(Saved data entries)

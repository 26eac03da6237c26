//! Fill-level hysteresis between the bursty capture side and the
//! fixed-cadence render side.
//!
//! USB transfer completion is not phase-locked to the JACK period, so
//! draining as soon as any data exists leads straight back to an empty
//! buffer and a stutter. Instead the gate prebuffers roughly eight
//! callbacks' worth of audio before the consumer is allowed to drain,
//! which rides out one large capture-side stall.

/// Prebuffer this many callback periods before streaming starts.
pub const HIGH_WATER_PERIODS: usize = 8;

#[derive(Debug, Clone, Copy, PartialEq, Eq)]
pub enum FillState {
    /// Output silence; the buffer keeps accumulating.
    Filling,
    /// Drain real data.
    Streaming,
}

/// Two-state occupancy gate. Transitions are driven solely by observed
/// occupancy, never by time.
pub struct FillGate {
    state: FillState,
}

impl FillGate {
    pub fn new() -> Self {
        Self {
            state: FillState::Filling,
        }
    }

    pub fn state(&self) -> FillState {
        self.state
    }

    /// Decide how many bytes the consumer may drain this callback.
    ///
    /// `want` is what the callback needs, `available` the current ring
    /// occupancy. The callback that crosses the high-water mark already
    /// drains as `Streaming`; hitting zero occupancy while streaming
    /// drops back to `Filling` and yields nothing.
    pub fn grant(&mut self, want: usize, available: usize) -> usize {
        match self.state {
            FillState::Filling => {
                if want > 0 && available >= HIGH_WATER_PERIODS * want {
                    self.state = FillState::Streaming;
                    want.min(available)
                } else {
                    0
                }
            }
            FillState::Streaming => {
                if available == 0 {
                    self.state = FillState::Filling;
                    0
                } else {
                    want.min(available)
                }
            }
        }
    }
}

impl Default for FillGate {
    fn default() -> Self {
        Self::new()
    }
}

#[cfg(test)]
mod tests {
    use super::*;

    #[test]
    fn test_starts_filling_and_withholds() {
        let mut gate = FillGate::new();
        assert_eq!(gate.state(), FillState::Filling);
        assert_eq!(gate.grant(256, 0), 0);
        assert_eq!(gate.grant(256, 1024), 0);
        assert_eq!(gate.state(), FillState::Filling);
    }

    #[test]
    fn test_flips_exactly_at_high_water() {
        let mut gate = FillGate::new();
        let want = 256;

        // One byte short of 8 * want must not open the gate
        assert_eq!(gate.grant(want, 8 * want - 1), 0);
        assert_eq!(gate.state(), FillState::Filling);

        // Exactly 8 * want opens it, and that same callback drains
        assert_eq!(gate.grant(want, 8 * want), want);
        assert_eq!(gate.state(), FillState::Streaming);
    }

    #[test]
    fn test_byte_at_a_time_threshold() {
        let mut gate = FillGate::new();
        let want = 4;
        for occupancy in 0..(8 * want) {
            assert_eq!(gate.grant(want, occupancy), 0, "opened at {}", occupancy);
        }
        assert_eq!(gate.grant(want, 8 * want), want);
    }

    #[test]
    fn test_streaming_caps_at_available() {
        let mut gate = FillGate::new();
        assert_eq!(gate.grant(100, 800), 100);
        // Shallow buffer: hand out what exists, stay streaming
        assert_eq!(gate.grant(100, 30), 30);
        assert_eq!(gate.state(), FillState::Streaming);
    }

    #[test]
    fn test_drain_to_zero_refills() {
        let mut gate = FillGate::new();
        assert_eq!(gate.grant(64, 512), 64);
        assert_eq!(gate.grant(64, 64), 64);

        // Fully drained: underrun, back to filling
        assert_eq!(gate.grant(64, 0), 0);
        assert_eq!(gate.state(), FillState::Filling);

        // And the high-water mark applies again
        assert_eq!(gate.grant(64, 64), 0);
        assert_eq!(gate.grant(64, 512), 64);
        assert_eq!(gate.state(), FillState::Streaming);
    }
}
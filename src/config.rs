//! Command-line surface and immutable session configuration.

use clap::Parser;
use tracing::warn;

use crate::decimate::DEFAULT_RATIO;

pub const DEFAULT_SAMPLE_RATE: u32 = 2_048_000;
pub const DEFAULT_BLOCK_SIZE: u32 = 16 * 16384;
pub const MIN_BLOCK_SIZE: u32 = 512;
pub const MAX_BLOCK_SIZE: u32 = 256 * 16384;

/// Handoff ring capacity in bytes (power of two).
pub const RING_CAPACITY: usize = 524_288;

/// rtl_jack, an I/Q streamer for RTL2832 based DVB-T receivers
#[derive(Parser, Debug)]
#[command(name = "rtl_jack")]
pub struct Cli {
    /// Frequency to tune to, in Hz (k/M/G suffixes accepted)
    #[arg(short = 'f', value_name = "FREQ", value_parser = parse_frequency)]
    pub frequency: u32,

    /// Device sample rate in Hz
    #[arg(short = 's', value_name = "RATE", default_value_t = DEFAULT_SAMPLE_RATE,
          value_parser = parse_frequency)]
    pub sample_rate: u32,

    /// RTL-SDR device index
    #[arg(short = 'd', value_name = "INDEX", default_value_t = 0)]
    pub device_index: u32,

    /// Tuner gain in dB (0 selects automatic gain)
    #[arg(short = 'g', value_name = "GAIN", default_value_t = 0.0)]
    pub gain_db: f32,

    /// Frequency correction in parts per million
    #[arg(short = 'p', value_name = "PPM", default_value_t = 0)]
    pub ppm_error: i32,

    /// Device read block size in bytes
    #[arg(short = 'b', value_name = "BYTES", default_value_t = DEFAULT_BLOCK_SIZE)]
    pub block_size: u32,

    /// Stop after this many samples (0 = no limit)
    #[arg(short = 'n', value_name = "SAMPLES", default_value_t = 0)]
    pub num_samples: u64,

    /// Force synchronous output (reserved, async is always used)
    #[arg(short = 'S')]
    pub sync_mode: bool,

    /// JACK client name
    #[arg(value_name = "JACK-NAME")]
    pub client_name: String,
}

/// Everything the session needs, frozen at startup.
#[derive(Debug, Clone)]
pub struct SessionConfig {
    pub device_index: u32,
    pub sample_rate: u32,
    pub frequency: u32,
    /// Tenths of a dB; 0 means automatic gain.
    pub gain: i32,
    pub ppm_error: i32,
    pub block_size: usize,
    /// Raw capture bytes before stopping; 0 means no limit.
    pub byte_limit: u64,
    pub sync_mode: bool,
    pub decimation: usize,
    pub client_name: String,
    pub rtl_sdr_path: String,
}

impl SessionConfig {
    pub fn from_cli(cli: &Cli) -> Self {
        let block_size = if !(MIN_BLOCK_SIZE..=MAX_BLOCK_SIZE).contains(&cli.block_size) {
            warn!(
                "block size {} outside [{}, {}], falling back to {}",
                cli.block_size, MIN_BLOCK_SIZE, MAX_BLOCK_SIZE, DEFAULT_BLOCK_SIZE
            );
            DEFAULT_BLOCK_SIZE
        } else {
            cli.block_size
        };

        Self {
            device_index: cli.device_index,
            sample_rate: cli.sample_rate,
            frequency: cli.frequency,
            gain: (cli.gain_db * 10.0).round() as i32,
            ppm_error: cli.ppm_error,
            block_size: block_size as usize,
            // one sample = one I byte + one Q byte
            byte_limit: cli.num_samples.saturating_mul(2),
            sync_mode: cli.sync_mode,
            decimation: DEFAULT_RATIO,
            client_name: cli.client_name.clone(),
            rtl_sdr_path: std::env::var("RTL_SDR_PATH")
                .unwrap_or_else(|_| "rtl_sdr".to_string()),
        }
    }
}

/// Parse a frequency or rate with an optional k/M/G suffix,
/// e.g. "144385000", "144.385M", "2048k".
pub fn parse_frequency(s: &str) -> Result<u32, String> {
    let s = s.trim();
    let (digits, multiplier) = match s.chars().last() {
        Some('k') | Some('K') => (&s[..s.len() - 1], 1e3),
        Some('m') | Some('M') => (&s[..s.len() - 1], 1e6),
        Some('g') | Some('G') => (&s[..s.len() - 1], 1e9),
        _ => (s, 1.0),
    };

    let value: f64 = digits
        .parse()
        .map_err(|_| format!("invalid frequency value '{}'", s))?;
    let hz = value * multiplier;
    if !(0.0..=u32::MAX as f64).contains(&hz) {
        return Err(format!("frequency '{}' out of range", s));
    }
    Ok(hz as u32)
}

▸ Directions
Which lines above run from the one containing "#[derive(Debug, Clone, Copy, PartialEq, Eq)]" to the one containing "open the gate"? Give them again exactly, both ends included.

▸ Response to this task
#[derive(Debug, Clone, Copy, PartialEq, Eq)]
pub enum FillState {
    /// Output silence; the buffer keeps accumulating.
    Filling,
    /// Drain real data.
    Streaming,
}

/// Two-state occupancy gate. Transitions are driven solely by observed
/// occupancy, never by time.
pub struct FillGate {
    state: FillState,
}

impl FillGate {
    pub fn new() -> Self {
        Self {
            state: FillState::Filling,
        }
    }

    pub fn state(&self) -> FillState {
        self.state
    }

    /// Decide how many bytes the consumer may drain this callback.
    ///
    /// `want` is what the callback needs, `available` the current ring
    /// occupancy. The callback that crosses the high-water mark already
    /// drains as `Streaming`; hitting zero occupancy while streaming
    /// drops back to `Filling` and yields nothing.
    pub fn grant(&mut self, want: usize, available: usize) -> usize {
        match self.state {
            FillState::Filling => {
                if want > 0 && available >= HIGH_WATER_PERIODS * want {
                    self.state = FillState::Streaming;
                    want.min(available)
                } else {
                    0
                }
            }
            FillState::Streaming => {
                if available == 0 {
                    self.state = FillState::Filling;
                    0
                } else {
                    want.min(available)
                }
            }
        }
    }
}

impl Default for FillGate {
    fn default() -> Self {
        Self::new()
    }
}

#[cfg(test)]
mod tests {
    use super::*;

    #[test]
    fn test_starts_filling_and_withholds() {
        let mut gate = FillGate::new();
        assert_eq!(gate.state(), FillState::Filling);
        assert_eq!(gate.grant(256, 0), 0);
        assert_eq!(gate.grant(256, 1024), 0);
        assert_eq!(gate.state(), FillState::Filling);
    }

    #[test]
    fn test_flips_exactly_at_high_water() {
        let mut gate = FillGate::new();
        let want = 256;

        // One byte short of 8 * want must not open the gate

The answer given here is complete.